[Collected data entries]

========================

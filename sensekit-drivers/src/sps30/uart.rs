//! SPS30 over SHDLC/UART

use embedded_hal::delay::DelayNs;
use heapless::String;
use sensekit_hal::ByteStream;
use sensekit_protocol::{Session, SessionConfig};

use super::{
    parse_serial, DeviceStatus, Measurement, OutputFormat, ShdlcInfo, Sps30Error, VersionInfo,
    SERIAL_NUMBER_LEN,
};

/// SHDLC slave address of the SPS30
pub const SHDLC_ADDRESS: u8 = 0x00;

/// SHDLC command identifiers
mod cmd {
    pub const START_MEASUREMENT: u8 = 0x00;
    pub const STOP_MEASUREMENT: u8 = 0x01;
    pub const READ_MEASURED_VALUES: u8 = 0x03;
    pub const SLEEP: u8 = 0x10;
    pub const WAKE_UP: u8 = 0x11;
    pub const START_FAN_CLEANING: u8 = 0x56;
    pub const AUTO_CLEANING_INTERVAL: u8 = 0x80;
    pub const DEVICE_INFORMATION: u8 = 0xD0;
    pub const READ_VERSION: u8 = 0xD1;
    pub const READ_DEVICE_STATUS: u8 = 0xD2;
    pub const RESET: u8 = 0xD3;
}

/// Device information subcommand for the serial number
const INFO_SERIAL_NUMBER: u8 = 0x03;

/// Time the sensor needs after a reset before it answers again
const RESET_DELAY_MS: u32 = 100;

/// SPS30 driver on a serial link
pub struct Sps30Uart<C, D> {
    session: Session<C>,
    delay: D,
    version: Option<VersionInfo>,
}

impl<C: ByteStream, D: DelayNs> Sps30Uart<C, D> {
    /// Create a driver; `config` sets the response timeout
    pub fn new(channel: C, delay: D, config: SessionConfig) -> Self {
        Self {
            session: Session::new(channel, config),
            delay,
            version: None,
        }
    }

    /// Version read by the last successful [`probe`](Self::probe) or
    /// [`version`](Self::version)
    pub fn cached_version(&self) -> Option<VersionInfo> {
        self.version
    }

    /// Access the SHDLC session
    pub fn session_mut(&mut self) -> &mut Session<C> {
        &mut self.session
    }

    /// Take the channel and delay back
    pub fn release(self) -> (C, D) {
        (self.session.release(), self.delay)
    }

    /// Wake the sensor and read its version
    ///
    /// A failed wake-up is not fatal: the sensor may already be awake.
    pub fn probe(&mut self) -> Result<VersionInfo, Sps30Error> {
        debug!("SPS30 probe");
        if let Err(e) = self.wake_up() {
            debug!("SPS30 wake-up before probe failed: {}", e);
        }
        self.version()
    }

    /// Read firmware, hardware and SHDLC versions
    pub fn version(&mut self) -> Result<VersionInfo, Sps30Error> {
        let mut data = [0u8; 7];
        let n = self
            .session
            .send_and_receive(SHDLC_ADDRESS, cmd::READ_VERSION, &[], &mut data)?;
        if n != data.len() {
            return Err(Sps30Error::InvalidResponse);
        }

        let version = VersionInfo {
            firmware_major: data[0],
            firmware_minor: data[1],
            shdlc: Some(ShdlcInfo {
                hardware_revision: data[3],
                shdlc_major: data[5],
                shdlc_minor: data[6],
            }),
        };
        self.version = Some(version);
        Ok(version)
    }

    /// Read the serial number string
    pub fn serial_number(&mut self) -> Result<String<SERIAL_NUMBER_LEN>, Sps30Error> {
        let mut data = [0u8; SERIAL_NUMBER_LEN];
        let n = self.session.send_and_receive(
            SHDLC_ADDRESS,
            cmd::DEVICE_INFORMATION,
            &[INFO_SERIAL_NUMBER],
            &mut data,
        )?;
        parse_serial(&data[..n])
    }

    /// Start continuous measurement
    pub fn start_measurement(&mut self, format: OutputFormat) -> Result<(), Sps30Error> {
        self.session.execute(
            SHDLC_ADDRESS,
            cmd::START_MEASUREMENT,
            &[0x01, format.selector()],
        )?;
        Ok(())
    }

    /// Return to idle mode
    pub fn stop_measurement(&mut self) -> Result<(), Sps30Error> {
        self.session
            .execute(SHDLC_ADDRESS, cmd::STOP_MEASUREMENT, &[])?;
        Ok(())
    }

    /// Read the latest values
    ///
    /// Returns `None` when no new reading is available yet.
    pub fn read_measurement(&mut self) -> Result<Option<Measurement>, Sps30Error> {
        let mut data = [0u8; 40];
        let n = self.session.send_and_receive(
            SHDLC_ADDRESS,
            cmd::READ_MEASURED_VALUES,
            &[],
            &mut data,
        )?;
        if n == 0 {
            return Ok(None);
        }
        Measurement::from_bytes(&data[..n])
            .map(Some)
            .ok_or(Sps30Error::InvalidResponse)
    }

    /// Enter sleep mode (only from idle)
    pub fn sleep(&mut self) -> Result<(), Sps30Error> {
        self.session.execute(SHDLC_ADDRESS, cmd::SLEEP, &[])?;
        Ok(())
    }

    /// Leave sleep mode
    ///
    /// The raw wake-up byte only toggles the RX line; the framed command
    /// that follows is what the sensor acknowledges.
    pub fn wake_up(&mut self) -> Result<(), Sps30Error> {
        self.session.activate_transport()?;
        self.session.execute(SHDLC_ADDRESS, cmd::WAKE_UP, &[])?;
        Ok(())
    }

    /// Soft reset, then wait for the sensor to come back
    ///
    /// The reply is not awaited; the sensor reboots straight away.
    pub fn reset(&mut self) -> Result<(), Sps30Error> {
        self.session.send(SHDLC_ADDRESS, cmd::RESET, &[])?;
        self.delay.delay_ms(RESET_DELAY_MS);
        self.version = None;
        Ok(())
    }

    /// Read the fan auto-cleaning interval in seconds
    pub fn fan_auto_cleaning_interval(&mut self) -> Result<u32, Sps30Error> {
        let mut data = [0u8; 4];
        let n = self.session.send_and_receive(
            SHDLC_ADDRESS,
            cmd::AUTO_CLEANING_INTERVAL,
            &[0x00],
            &mut data,
        )?;
        if n != data.len() {
            return Err(Sps30Error::InvalidResponse);
        }
        Ok(u32::from_be_bytes(data))
    }

    /// Set the fan auto-cleaning interval in seconds (0 disables it)
    pub fn set_fan_auto_cleaning_interval(&mut self, seconds: u32) -> Result<(), Sps30Error> {
        let s = seconds.to_be_bytes();
        self.session.execute(
            SHDLC_ADDRESS,
            cmd::AUTO_CLEANING_INTERVAL,
            &[0x00, s[0], s[1], s[2], s[3]],
        )?;
        Ok(())
    }

    /// Run the fan at full speed for a cleaning cycle
    pub fn start_fan_cleaning(&mut self) -> Result<(), Sps30Error> {
        self.session
            .execute(SHDLC_ADDRESS, cmd::START_FAN_CLEANING, &[])?;
        Ok(())
    }

    /// Read the device status register, optionally clearing it
    pub fn device_status(&mut self, clear: bool) -> Result<DeviceStatus, Sps30Error> {
        let mut data = [0u8; 5];
        let n = self.session.send_and_receive(
            SHDLC_ADDRESS,
            cmd::READ_DEVICE_STATUS,
            &[clear as u8],
            &mut data,
        )?;
        if n != data.len() {
            return Err(Sps30Error::InvalidResponse);
        }
        Ok(DeviceStatus::from_register(u32::from_be_bytes([
            data[0], data[1], data[2], data[3],
        ])))
    }
}

#[cfg(test)]
mod tests {
    extern crate std;

    use super::*;
    use sensekit_protocol::{stuff, stuff_response, ShdlcError, TransportError};
    use std::vec::Vec;

    #[derive(Debug)]
    struct MockError;

    impl embedded_io::Error for MockError {
        fn kind(&self) -> embedded_io::ErrorKind {
            embedded_io::ErrorKind::Other
        }
    }

    /// Sensor stand-in: records every write, answers reads from a script
    #[derive(Default)]
    struct MockSensor {
        written: Vec<Vec<u8>>,
        replies: Vec<Vec<u8>>,
        reject_raw_writes: bool,
    }

    impl MockSensor {
        fn reply(mut self, command: u8, state: u8, payload: &[u8]) -> Self {
            let frame = stuff_response(SHDLC_ADDRESS, command, state, payload).unwrap();
            self.replies.push(frame.as_slice().to_vec());
            self
        }
    }

    impl ByteStream for MockSensor {
        type Error = MockError;

        fn write(&mut self, data: &[u8]) -> Result<usize, MockError> {
            if self.reject_raw_writes && data.len() == 1 {
                return Ok(0);
            }
            self.written.push(data.to_vec());
            Ok(data.len())
        }

        fn read_until(
            &mut self,
            _delimiter: u8,
            buf: &mut [u8],
            _timeout_ms: u32,
        ) -> Result<usize, MockError> {
            if self.replies.is_empty() {
                return Ok(0);
            }
            let reply = self.replies.remove(0);
            buf[..reply.len()].copy_from_slice(&reply);
            Ok(reply.len())
        }
    }

    #[derive(Default)]
    struct MockDelay {
        total_ns: u64,
    }

    impl DelayNs for MockDelay {
        fn delay_ns(&mut self, ns: u32) {
            self.total_ns += ns as u64;
        }
    }

    fn driver(sensor: MockSensor) -> Sps30Uart<MockSensor, MockDelay> {
        Sps30Uart::new(sensor, MockDelay::default(), SessionConfig::RELAXED)
    }

    fn request(command: u8, payload: &[u8]) -> Vec<u8> {
        stuff(SHDLC_ADDRESS, command, payload)
            .unwrap()
            .as_slice()
            .to_vec()
    }

    #[test]
    fn test_probe_wakes_then_reads_version() {
        let sensor = MockSensor::default()
            .reply(cmd::WAKE_UP, 0, &[])
            .reply(cmd::READ_VERSION, 0, &[2, 2, 0, 7, 0, 2, 0]);
        let mut sps = driver(sensor);

        let version = sps.probe().unwrap();
        assert_eq!(version.firmware_major, 2);
        assert_eq!(version.firmware_minor, 2);
        assert_eq!(
            version.shdlc,
            Some(ShdlcInfo {
                hardware_revision: 7,
                shdlc_major: 2,
                shdlc_minor: 0
            })
        );
        assert_eq!(sps.cached_version(), Some(version));

        let (sensor, _) = sps.release();
        assert_eq!(sensor.written[0], [0xFF]);
        assert_eq!(sensor.written[1], [0x7E, 0x00, 0x7D, 0x31, 0x00, 0xEE, 0x7E]);
        assert_eq!(sensor.written[2], request(cmd::READ_VERSION, &[]));
    }

    #[test]
    fn test_probe_survives_failed_wake_up() {
        let sensor = MockSensor {
            reject_raw_writes: true,
            ..Default::default()
        }
        .reply(cmd::READ_VERSION, 0, &[1, 0, 0, 4, 0, 2, 0]);
        let mut sps = driver(sensor);

        assert_eq!(sps.probe().unwrap().firmware_major, 1);
    }

    #[test]
    fn test_wake_up_transport_error() {
        let sensor = MockSensor {
            reject_raw_writes: true,
            ..Default::default()
        };
        let mut sps = driver(sensor);

        assert_eq!(
            sps.wake_up(),
            Err(Sps30Error::Link(ShdlcError::Transport(
                TransportError::ShortWrite {
                    requested: 1,
                    written: 0
                }
            )))
        );
    }

    #[test]
    fn test_start_measurement_payload() {
        let sensor = MockSensor::default()
            .reply(cmd::START_MEASUREMENT, 0, &[])
            .reply(cmd::START_MEASUREMENT, 0, &[]);
        let mut sps = driver(sensor);

        sps.start_measurement(OutputFormat::Float).unwrap();
        sps.start_measurement(OutputFormat::Integer).unwrap();

        let (sensor, _) = sps.release();
        assert_eq!(sensor.written[0], [0x7E, 0x00, 0x00, 0x02, 0x01, 0x03, 0xF9, 0x7E]);
        assert_eq!(sensor.written[1], request(cmd::START_MEASUREMENT, &[0x01, 0x05]));
    }

    #[test]
    fn test_read_measurement_float() {
        let mut payload = [0u8; 40];
        payload[..4].copy_from_slice(&12.5f32.to_be_bytes());
        let sensor = MockSensor::default().reply(cmd::READ_MEASURED_VALUES, 0, &payload);
        let mut sps = driver(sensor);

        match sps.read_measurement().unwrap() {
            Some(Measurement::Float(c)) => assert_eq!(c.mc_1p0, 12.5),
            other => panic!("unexpected reading {other:?}"),
        }
    }

    #[test]
    fn test_read_measurement_no_new_data() {
        let sensor = MockSensor::default().reply(cmd::READ_MEASURED_VALUES, 0, &[]);
        let mut sps = driver(sensor);
        assert_eq!(sps.read_measurement(), Ok(None));
    }

    #[test]
    fn test_read_measurement_odd_length() {
        let sensor = MockSensor::default().reply(cmd::READ_MEASURED_VALUES, 0, &[0u8; 12]);
        let mut sps = driver(sensor);
        assert_eq!(sps.read_measurement(), Err(Sps30Error::InvalidResponse));
    }

    #[test]
    fn test_sleep_refused() {
        // State 0x43: command not allowed in current state
        let sensor = MockSensor::default().reply(cmd::SLEEP, 0x43, &[]);
        let mut sps = driver(sensor);
        assert_eq!(sps.sleep(), Err(Sps30Error::UnsupportedCommand(0x43)));
    }

    #[test]
    fn test_serial_number() {
        let mut payload = [0u8; 17];
        payload[..16].copy_from_slice(b"3A1B2C3D4E5F6071");
        let sensor = MockSensor::default().reply(cmd::DEVICE_INFORMATION, 0, &payload);
        let mut sps = driver(sensor);

        assert_eq!(sps.serial_number().unwrap().as_str(), "3A1B2C3D4E5F6071");
        let (sensor, _) = sps.release();
        assert_eq!(sensor.written[0], request(cmd::DEVICE_INFORMATION, &[0x03]));
    }

    #[test]
    fn test_auto_cleaning_interval_round_trip() {
        let sensor = MockSensor::default()
            .reply(cmd::AUTO_CLEANING_INTERVAL, 0, &[0x00, 0x09, 0x3A, 0x80])
            .reply(cmd::AUTO_CLEANING_INTERVAL, 0, &[]);
        let mut sps = driver(sensor);

        assert_eq!(sps.fan_auto_cleaning_interval().unwrap(), 604_800);
        sps.set_fan_auto_cleaning_interval(345_600).unwrap();

        let (sensor, _) = sps.release();
        assert_eq!(sensor.written[0], request(cmd::AUTO_CLEANING_INTERVAL, &[0x00]));
        assert_eq!(
            sensor.written[1],
            request(cmd::AUTO_CLEANING_INTERVAL, &[0x00, 0x00, 0x05, 0x46, 0x00])
        );
    }

    #[test]
    fn test_device_status() {
        let sensor =
            MockSensor::default().reply(cmd::READ_DEVICE_STATUS, 0, &[0x00, 0x20, 0x00, 0x10, 0x00]);
        let mut sps = driver(sensor);

        let status = sps.device_status(true).unwrap();
        assert!(status.fan_speed_warning);
        assert!(status.fan_failure);

        let (sensor, _) = sps.release();
        assert_eq!(sensor.written[0], request(cmd::READ_DEVICE_STATUS, &[0x01]));
    }

    #[test]
    fn test_reset_does_not_wait_for_reply() {
        let mut sps = driver(MockSensor::default());
        sps.reset().unwrap();

        let (sensor, delay) = sps.release();
        assert_eq!(sensor.written, [request(cmd::RESET, &[])]);
        assert_eq!(delay.total_ns, 100_000_000);
    }

    #[test]
    fn test_no_reply_is_link_error() {
        let mut sps = driver(MockSensor::default());
        assert!(matches!(
            sps.stop_measurement(),
            Err(Sps30Error::Link(e)) if e.is_malformed()
        ));
    }
}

========================

YOUR TASK:
Using the records above, output exactly the lines from the first through the line that contains "of the SPS30", with both of those included.

EXERCISE RESPONSE:
filename sensekit-drivers/src/sps30/uart.rs
//! SPS30 over SHDLC/UART

use embedded_hal::delay::DelayNs;
use heapless::String;
use sensekit_hal::ByteStream;
use sensekit_protocol::{Session, SessionConfig};

use super::{
    parse_serial, DeviceStatus, Measurement, OutputFormat, ShdlcInfo, Sps30Error, VersionInfo,
    SERIAL_NUMBER_LEN,
};

/// SHDLC slave address of the SPS30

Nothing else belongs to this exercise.